After running vectorization and shape inference pass, above IR is translated as follows.

%19 = nadyaTensor.constructRange %arg5, %18, %c1_i32 : (i32, i32, i32) -> !nadyaTensor.range<i32>
%20 = nadyaTensor.load %0[%arg2, %19] : (!nadyaTensor.tensor<f32,(4096, 64)>, <i32, !nadyaTensor.range<i32>>) -> !nadyaTensor.tensor<f32,(1),vector>
%21 = nadyaArith.addTensor %15, %20 : (!nadyaTensor.tensor<f32,(-1)>, !nadyaTensor.tensor<f32,(1),vector>) -> !nadyaTensor.tensor<f32,(-1)>
nadyaTensor.store %21, %arg6[%arg2, %10] : (!nadyaTensor.tensor<f32,(-1)>, !nadyaTensor.tensor<f32,(4096, 64)>, <i32, !nadyaTensor.range<i32>>)

You can see some -1 converted to actual number. This can be generated because compiler performed constant propagation pass, with automatic shape inference. That is, compiler pre-computes deterministic values on the program, and inferences the shape of the tensor being used in the program.

Compiler also finds out vectorization opportunity on the program. We can see some tensors with vector attached at the end. This means operations on such tensor can be performed with SIMD intrinsics, without any side effects.

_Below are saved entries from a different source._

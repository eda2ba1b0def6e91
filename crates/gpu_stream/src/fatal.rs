//! The single abort path for unrecoverable device failures
//!
//! Allocation failure, device loss and wait timeouts leave the renderer with
//! nothing to recover into. They are logged once and the process is aborted.

use crate::error::{GpuError, GpuResult};

/// Log a fatal device error and abort the process
#[cold]
pub fn abort(context: &str, error: &GpuError) -> ! {
    log::error!("Fatal GPU error while {}: {}", context, error);
    std::process::abort()
}

/// Escalate a device result to the abort path
pub trait OrAbort<T> {
    /// Unwrap the value, aborting the process on error
    fn or_abort(self, context: &str) -> T;
}

impl<T> OrAbort<T> for GpuResult<T> {
    #[track_caller]
    fn or_abort(self, context: &str) -> T {
        match self {
            Ok(value) => value,
            Err(error) => abort(context, &error),
        }
    }
}

/// Report misuse of the API: panics in debug builds, logs and continues in release
#[track_caller]
pub(crate) fn programmer_error(message: &str) {
    if cfg!(debug_assertions) {
        panic!("{message}");
    }
    log::error!("API misuse: {}", message);
}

If we go further, the IR is converted as follows.

nadyaSCF.for %arg4 from %c0_5 to %40 step %c1_6 {
  %52 = arith.andi %arg4, %42 : index
  %53 = arith.andi %arg4, %44 : index
  %54 = arith.addi %arg4, %c1_6 : index
  %55 = arith.addi %52, %c1_6 : index
  %56 = arith.addi %53, %c1_6 : index
  %57 = nadyaTensor.constructRange %52, %55, %c1_6 : (index, index, index) -> !nadyaTensor.range<index>
  %58 = nadyaTensor.constructRange %53, %56, %c1_6 : (index, index, index) -> !nadyaTensor.range<index>
  %59 = nadyaTensor.constructRange %arg4, %54, %c1_6 : (index, index, index) -> !nadyaTensor.range<index>
  %60 = nadyaTensor.load %24[%57] : (!nadyaTensor.tensor<f32,(-1)>, <!nadyaTensor.range<index>>) -> !nadyaTensor.tensor<f32,(1),vector>
  %61 = nadyaArith.addTensor %60, %31 : (!nadyaTensor.tensor<f32,(1),vector>, !nadyaTensor.tensor<f32,(1),vector>) -> !nadyaTensor.tensor<f32,(1),vector>
  nadyaTensor.store %61, %36[%59] : (!nadyaTensor.tensor<f32,(1),vector>, !nadyaTensor.tensor<f32,(-1)>, <!nadyaTensor.range<index>>)
} {parallel = false}

Now, we can see compiler generated a loop. In this loop, we can see elements are accessed with index from the memory, and compiler is performing operation on it. for the tensors with vector attached to its type, operation can be forwarded into SIMD. However, for this specific case, size of the tensor is 1, so its forwarded as normal add operation. (if it was any bigger than 1, it would be translated to SIMD operation, such as AVX or Neon).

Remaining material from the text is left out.